Stored data
++++++++
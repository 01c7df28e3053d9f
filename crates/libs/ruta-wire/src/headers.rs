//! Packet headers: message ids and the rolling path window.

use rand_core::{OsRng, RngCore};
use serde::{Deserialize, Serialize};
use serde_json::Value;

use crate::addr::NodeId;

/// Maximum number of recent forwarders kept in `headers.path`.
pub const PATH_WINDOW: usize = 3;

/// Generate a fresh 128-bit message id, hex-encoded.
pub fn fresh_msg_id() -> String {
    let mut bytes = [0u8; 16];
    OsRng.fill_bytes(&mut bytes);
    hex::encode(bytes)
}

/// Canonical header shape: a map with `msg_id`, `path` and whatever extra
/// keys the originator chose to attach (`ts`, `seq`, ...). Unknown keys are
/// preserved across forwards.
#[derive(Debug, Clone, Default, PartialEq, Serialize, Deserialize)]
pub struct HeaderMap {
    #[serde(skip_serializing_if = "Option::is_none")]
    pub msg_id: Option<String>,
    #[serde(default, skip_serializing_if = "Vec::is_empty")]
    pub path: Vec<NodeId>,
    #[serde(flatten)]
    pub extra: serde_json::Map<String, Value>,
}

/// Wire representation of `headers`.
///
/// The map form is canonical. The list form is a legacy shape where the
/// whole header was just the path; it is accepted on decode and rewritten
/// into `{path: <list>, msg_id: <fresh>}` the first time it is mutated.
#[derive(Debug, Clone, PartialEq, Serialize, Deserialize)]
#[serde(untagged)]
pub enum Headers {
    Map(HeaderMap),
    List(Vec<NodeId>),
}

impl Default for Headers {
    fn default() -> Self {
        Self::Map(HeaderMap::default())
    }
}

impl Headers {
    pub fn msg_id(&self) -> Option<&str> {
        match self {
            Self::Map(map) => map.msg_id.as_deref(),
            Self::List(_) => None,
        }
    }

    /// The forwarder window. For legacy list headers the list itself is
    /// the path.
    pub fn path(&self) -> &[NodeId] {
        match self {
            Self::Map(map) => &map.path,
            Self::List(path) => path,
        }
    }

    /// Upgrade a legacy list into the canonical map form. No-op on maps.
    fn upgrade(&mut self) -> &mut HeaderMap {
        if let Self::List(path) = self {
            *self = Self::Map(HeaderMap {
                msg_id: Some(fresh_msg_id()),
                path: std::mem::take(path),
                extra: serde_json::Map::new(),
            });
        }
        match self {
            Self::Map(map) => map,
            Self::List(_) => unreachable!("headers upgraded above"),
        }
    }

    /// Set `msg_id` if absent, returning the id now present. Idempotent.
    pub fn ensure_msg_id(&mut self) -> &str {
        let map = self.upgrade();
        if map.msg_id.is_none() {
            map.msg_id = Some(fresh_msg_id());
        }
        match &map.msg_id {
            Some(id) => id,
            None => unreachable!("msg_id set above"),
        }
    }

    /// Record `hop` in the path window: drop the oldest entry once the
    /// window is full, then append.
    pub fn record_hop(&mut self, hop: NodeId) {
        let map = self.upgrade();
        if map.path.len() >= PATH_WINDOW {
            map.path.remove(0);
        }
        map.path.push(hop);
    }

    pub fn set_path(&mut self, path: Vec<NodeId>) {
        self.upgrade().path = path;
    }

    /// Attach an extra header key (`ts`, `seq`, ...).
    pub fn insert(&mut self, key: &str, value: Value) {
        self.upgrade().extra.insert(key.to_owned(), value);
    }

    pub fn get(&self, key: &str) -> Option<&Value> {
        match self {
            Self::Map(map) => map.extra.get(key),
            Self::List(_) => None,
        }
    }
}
++++++++
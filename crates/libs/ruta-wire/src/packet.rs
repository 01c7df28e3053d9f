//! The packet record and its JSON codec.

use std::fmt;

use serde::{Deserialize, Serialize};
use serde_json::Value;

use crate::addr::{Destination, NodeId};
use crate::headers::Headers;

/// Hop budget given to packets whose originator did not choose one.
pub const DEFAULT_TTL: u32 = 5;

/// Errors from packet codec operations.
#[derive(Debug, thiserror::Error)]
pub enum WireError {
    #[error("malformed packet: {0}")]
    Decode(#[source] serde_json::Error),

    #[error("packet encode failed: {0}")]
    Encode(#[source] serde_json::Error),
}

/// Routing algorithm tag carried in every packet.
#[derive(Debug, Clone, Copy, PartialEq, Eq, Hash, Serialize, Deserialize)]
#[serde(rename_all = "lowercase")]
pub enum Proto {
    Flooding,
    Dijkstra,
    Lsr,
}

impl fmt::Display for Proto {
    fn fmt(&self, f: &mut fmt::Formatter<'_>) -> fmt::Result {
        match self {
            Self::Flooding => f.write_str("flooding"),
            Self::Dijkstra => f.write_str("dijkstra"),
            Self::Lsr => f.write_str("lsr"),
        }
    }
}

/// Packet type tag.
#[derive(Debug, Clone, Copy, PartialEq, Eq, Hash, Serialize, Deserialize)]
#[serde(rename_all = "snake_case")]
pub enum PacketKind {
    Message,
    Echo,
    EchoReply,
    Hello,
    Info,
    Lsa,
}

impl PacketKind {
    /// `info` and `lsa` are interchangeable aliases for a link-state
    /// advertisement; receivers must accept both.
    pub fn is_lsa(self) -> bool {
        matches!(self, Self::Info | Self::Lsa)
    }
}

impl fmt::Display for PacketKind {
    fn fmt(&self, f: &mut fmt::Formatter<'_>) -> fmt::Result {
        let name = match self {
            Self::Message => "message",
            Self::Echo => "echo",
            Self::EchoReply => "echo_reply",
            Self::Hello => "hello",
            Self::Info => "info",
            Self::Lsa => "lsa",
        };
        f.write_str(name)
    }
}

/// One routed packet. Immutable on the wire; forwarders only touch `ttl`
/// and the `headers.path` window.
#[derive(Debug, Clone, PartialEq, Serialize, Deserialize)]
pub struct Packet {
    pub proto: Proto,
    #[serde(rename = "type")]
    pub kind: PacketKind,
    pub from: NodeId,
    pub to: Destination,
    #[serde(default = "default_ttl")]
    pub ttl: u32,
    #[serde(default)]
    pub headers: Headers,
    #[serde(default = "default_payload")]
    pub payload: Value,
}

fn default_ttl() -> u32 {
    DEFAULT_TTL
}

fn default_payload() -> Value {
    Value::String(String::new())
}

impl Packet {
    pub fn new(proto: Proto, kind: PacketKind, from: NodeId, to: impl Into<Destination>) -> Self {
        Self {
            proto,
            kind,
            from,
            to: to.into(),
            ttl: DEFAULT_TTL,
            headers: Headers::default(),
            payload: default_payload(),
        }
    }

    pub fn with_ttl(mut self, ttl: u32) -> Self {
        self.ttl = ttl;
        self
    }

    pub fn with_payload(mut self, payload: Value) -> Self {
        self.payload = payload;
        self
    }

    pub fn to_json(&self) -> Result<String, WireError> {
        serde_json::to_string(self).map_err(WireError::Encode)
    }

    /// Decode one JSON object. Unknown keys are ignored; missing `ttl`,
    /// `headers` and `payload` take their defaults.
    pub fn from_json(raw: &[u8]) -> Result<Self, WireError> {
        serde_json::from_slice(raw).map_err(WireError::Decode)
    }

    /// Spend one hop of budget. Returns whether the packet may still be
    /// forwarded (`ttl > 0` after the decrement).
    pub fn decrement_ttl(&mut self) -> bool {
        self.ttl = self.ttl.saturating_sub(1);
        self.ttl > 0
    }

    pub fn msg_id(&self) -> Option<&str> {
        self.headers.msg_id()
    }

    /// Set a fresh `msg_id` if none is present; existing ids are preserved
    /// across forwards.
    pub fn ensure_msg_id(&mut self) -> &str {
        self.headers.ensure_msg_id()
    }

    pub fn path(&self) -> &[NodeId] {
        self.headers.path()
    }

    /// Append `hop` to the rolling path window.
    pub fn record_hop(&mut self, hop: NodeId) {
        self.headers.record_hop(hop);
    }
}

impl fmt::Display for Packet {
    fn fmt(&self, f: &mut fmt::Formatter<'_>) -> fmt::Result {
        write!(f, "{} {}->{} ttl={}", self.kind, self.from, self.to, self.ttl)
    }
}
++++++++
The problem. Identify each line in the entries with the word "rolling" and copy it.

The completed task.
//! Packet headers: message ids and the rolling path window.
    /// Append `hop` to the rolling path window.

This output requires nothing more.